TANJUNG REDEB – Ketua Komisi I DPRD Berau, Feri Kombong, turut merespons kisruh antara guru dan kepala sekolah di SMA 10 Batu Putih. Menurut Feri, hal ini menjadi rapor merah bagi dunia pendidikan di Bumi Batiwakkal.
Dirinya sangat menyayangkan hal ini. Seharusnya kata Feri, tenaga pendidik memberikan contoh yang baik kepada muridnya, bukan sebaliknya. Yang paling disayangkannya juga, yakni anak didik tentu menjadi korban atas insiden itu.
“Itu yang saya dengar murid terpaksa tidak belajar karena kisruh tersebut, ini rapor merah dunia pendidikan Berau,” tegasnya saat diwawancara, kemarin (16/1).
Politikus Gerindra ini menegaskan, permasalahan ini tentu juga berpengaruh pada mental anak didik. Seharusnya kisruh yang terjadi bisa diselesaikan secara internal. Dan tidak lepas tanggung jawab dalam kegiatan belajar mengajar. “Ini yang korban siapa? Ya pelajar,” bebernya.
Hal senada disampaikan oleh Anggota Komisi II DPRD Berau, Darlena. Dia cukup terkejut dengan adanya kejadian tersebut, terlebih terjadi di daerah pemilihan (Dapilnya). Dia menilai apa yang terjadi seharusnya bisa diredam, dan tidak melibatkan murid.

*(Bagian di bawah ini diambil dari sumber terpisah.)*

//! Typed records for each endpoint of the testing-service contract.

use std::collections::BTreeMap;

use serde::{Deserialize, Serialize};
use serde_json::Value;

// ── Configuration ───────────────────────────────────────────────────

/// Per-request configuration consumed by client factories.
///
/// When `endpoint` is non-empty it wins over `region`. `selectors` carries
/// any auxiliary values the testing service hands out (compartment ids,
/// availability domains, ...); the engine passes them through untouched.
#[derive(Debug, Clone, Default, PartialEq, Eq, Serialize, Deserialize)]
#[serde(rename_all = "PascalCase", default)]
pub struct TestingConfig {
    pub region: String,
    pub endpoint: String,
    pub selectors: BTreeMap<String, String>,
}

impl TestingConfig {
    /// A configuration that targets a region.
    pub fn for_region(region: impl Into<String>) -> Self {
        TestingConfig {
            region: region.into(),
            ..TestingConfig::default()
        }
    }

    /// A configuration that targets an explicit endpoint.
    pub fn for_endpoint(region: impl Into<String>, endpoint: impl Into<String>) -> Self {
        TestingConfig {
            region: region.into(),
            endpoint: endpoint.into(),
            ..TestingConfig::default()
        }
    }

    /// The endpoint override, if one is set.
    pub fn endpoint_override(&self) -> Option<&str> {
        if self.endpoint.is_empty() {
            None
        } else {
            Some(&self.endpoint)
        }
    }
}

// ── Session ─────────────────────────────────────────────────────────

/// Body of `POST /startSession`.
#[derive(Debug, Clone, PartialEq, Eq, Serialize, Deserialize)]
#[serde(rename_all = "PascalCase")]
pub struct SessionOpenRequest {
    pub run_id: String,
    pub lang: String,
}

/// Reply of `POST /startSession`.
#[derive(Debug, Clone, PartialEq, Eq, Serialize, Deserialize)]
#[serde(rename_all = "PascalCase")]
pub struct SessionOpened {
    pub session_id: String,
    /// Replaces the configured service URL for the rest of the session.
    #[serde(default, skip_serializing_if = "Option::is_none")]
    pub base_url: Option<String>,
    /// Bearer token to present on every later call.
    #[serde(default, skip_serializing_if = "Option::is_none")]
    pub token: Option<String>,
    #[serde(default)]
    pub config: TestingConfig,
}

/// Query string carrying only the session id.
#[derive(Debug, Clone, PartialEq, Eq, Serialize, Deserialize)]
#[serde(rename_all = "camelCase")]
pub struct SessionQuery {
    pub session_id: String,
}

/// Query string identifying one operation within a session.
#[derive(Debug, Clone, PartialEq, Eq, Serialize, Deserialize)]
#[serde(rename_all = "camelCase")]
pub struct OperationQuery {
    pub session_id: String,
    pub service_name: String,
    pub api_name: String,
}

/// Reply of `GET /isApiEnabled`.
#[derive(Debug, Clone, Copy, PartialEq, Eq, Serialize, Deserialize)]
#[serde(rename_all = "PascalCase")]
pub struct EnabledAnswer {
    pub enabled: bool,
}

// ── Corpus ──────────────────────────────────────────────────────────

/// One element of the `GET /request` array.
///
/// `request` is the SDK's on-wire request shape and is decoded per
/// operation by the engine.
#[derive(Debug, Clone, PartialEq, Serialize, Deserialize)]
#[serde(rename_all = "PascalCase")]
pub struct CorpusRecord {
    pub container_id: String,
    pub request: Value,
}

// ── Validation ──────────────────────────────────────────────────────

/// Classification of a dispatch fault on the wire.
#[derive(Debug, Clone, Copy, PartialEq, Eq, Serialize, Deserialize)]
pub enum FaultKind {
    Service,
    Transport,
    Cancelled,
}

/// A dispatch fault as reported to the testing service.
#[derive(Debug, Clone, PartialEq, Eq, Serialize, Deserialize)]
#[serde(rename_all = "PascalCase")]
pub struct FaultRecord {
    pub kind: FaultKind,
    #[serde(default, skip_serializing_if = "Option::is_none")]
    pub status_code: Option<u16>,
    #[serde(default, skip_serializing_if = "Option::is_none")]
    pub code: Option<String>,
    pub message: String,
    #[serde(default, skip_serializing_if = "Option::is_none")]
    pub opc_request_id: Option<String>,
}

/// Body of `POST /response`.
///
/// `response` is `null` when the dispatch produced no response; for
/// paginated operations it is the array of every page in order.
#[derive(Debug, Clone, PartialEq, Serialize, Deserialize)]
#[serde(rename_all = "PascalCase")]
pub struct ValidationSubmission {
    pub container_id: String,
    pub request: Value,
    pub response: Value,
    pub error: Option<FaultRecord>,
}

/// Reply of `POST /response`. An empty message means the outcome matched.
#[derive(Debug, Clone, Default, PartialEq, Eq, Serialize, Deserialize)]
#[serde(rename_all = "PascalCase")]
pub struct ValidationVerdict {
    #[serde(default)]
    pub message: String,
}

#[cfg(test)]
mod tests {
    use super::*;
    use serde_json::json;

    #[test]
    fn testing_config_uses_pascal_case_and_defaults() {
        let config: TestingConfig =
            serde_json::from_value(json!({"Region": "us-phoenix-1"})).unwrap();
        assert_eq!(config.region, "us-phoenix-1");
        assert!(config.endpoint.is_empty());
        assert!(config.selectors.is_empty());
        assert_eq!(config.endpoint_override(), None);
    }

    #[test]
    fn endpoint_override_present_when_non_empty() {
        let config = TestingConfig::for_endpoint("us-ashburn-1", "http://localhost:9000");
        assert_eq!(config.endpoint_override(), Some("http://localhost:9000"));
    }

    #[test]
    fn session_opened_optional_fields() {
        let opened: SessionOpened = serde_json::from_value(json!({
            "SessionId": "s-1",
            "Config": {"Region": "eu-frankfurt-1", "Selectors": {"CompartmentId": "ocid1.compartment"}}
        }))
        .unwrap();
        assert_eq!(opened.session_id, "s-1");
        assert!(opened.base_url.is_none());
        assert!(opened.token.is_none());
        assert_eq!(opened.config.selectors["CompartmentId"], "ocid1.compartment");
    }

    #[test]
    fn operation_query_is_camel_case() {
        let query = OperationQuery {
            session_id: "s".into(),
            service_name: "limits".into(),
            api_name: "ListServices".into(),
        };
        assert_eq!(
            serde_json::to_value(&query).unwrap(),
            json!({"sessionId": "s", "serviceName": "limits", "apiName": "ListServices"})
        );
    }

    #[test]
    fn fault_record_omits_absent_fields() {
        let fault = FaultRecord {
            kind: FaultKind::Cancelled,
            status_code: None,
            code: None,
            message: "operation cancelled".into(),
            opc_request_id: None,
        };
        assert_eq!(
            serde_json::to_value(&fault).unwrap(),
            json!({"Kind": "Cancelled", "Message": "operation cancelled"})
        );
    }

    #[test]
    fn submission_carries_null_error() {
        let submission = ValidationSubmission {
            container_id: "c-1".into(),
            request: json!({"LimitId": "x"}),
            response: json!(null),
            error: None,
        };
        let value = serde_json::to_value(&submission).unwrap();
        assert_eq!(value["ContainerId"], "c-1");
        assert!(value["Error"].is_null());
        assert!(value["Response"].is_null());
    }

    #[test]
    fn verdict_message_defaults_to_empty() {
        let verdict: ValidationVerdict = serde_json::from_value(json!({})).unwrap();
        assert!(verdict.message.is_empty());
    }
}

“SMA 10 itu baru pertama kali terjadi. Saya juga baru dengar,” katanya.
Dia berharap ke depannya tidak ada lagi kejadian seperti ini. “Kasihan anak-anak jadi korban. Mereka tidak tahu-menahu apa yang terjadi tapi jadi korban. Dinas terkait harus bisa ambil sikap akan kejadian seperti ini. Agar tidak terulang kembali,” tekannya.
Sementara itu, Kepala Cabang Dinas Pendidikan dan Kebudayaan (Disdikbud) Kaltim, Wilayah VI Kabupaten Berau, Juanita Sari, mengatakan, dirinya sudah mengirim pengawas ke lapangan atas nama Widodo. “Hubungi Pak Widodo ya. Saya masih rapat di Samarinda,” ujarnya.
Adapun Widodo, mengatakan, usai melaksanakan pertemuan kemarin didapati baik guru maupun orangtua ingin kepala sekolah tersebut untuk diganti. “Iya inginnya begitu. Tapi keputusan ada di pimpinan. Kami hanya menyampaikan saja,” katanya.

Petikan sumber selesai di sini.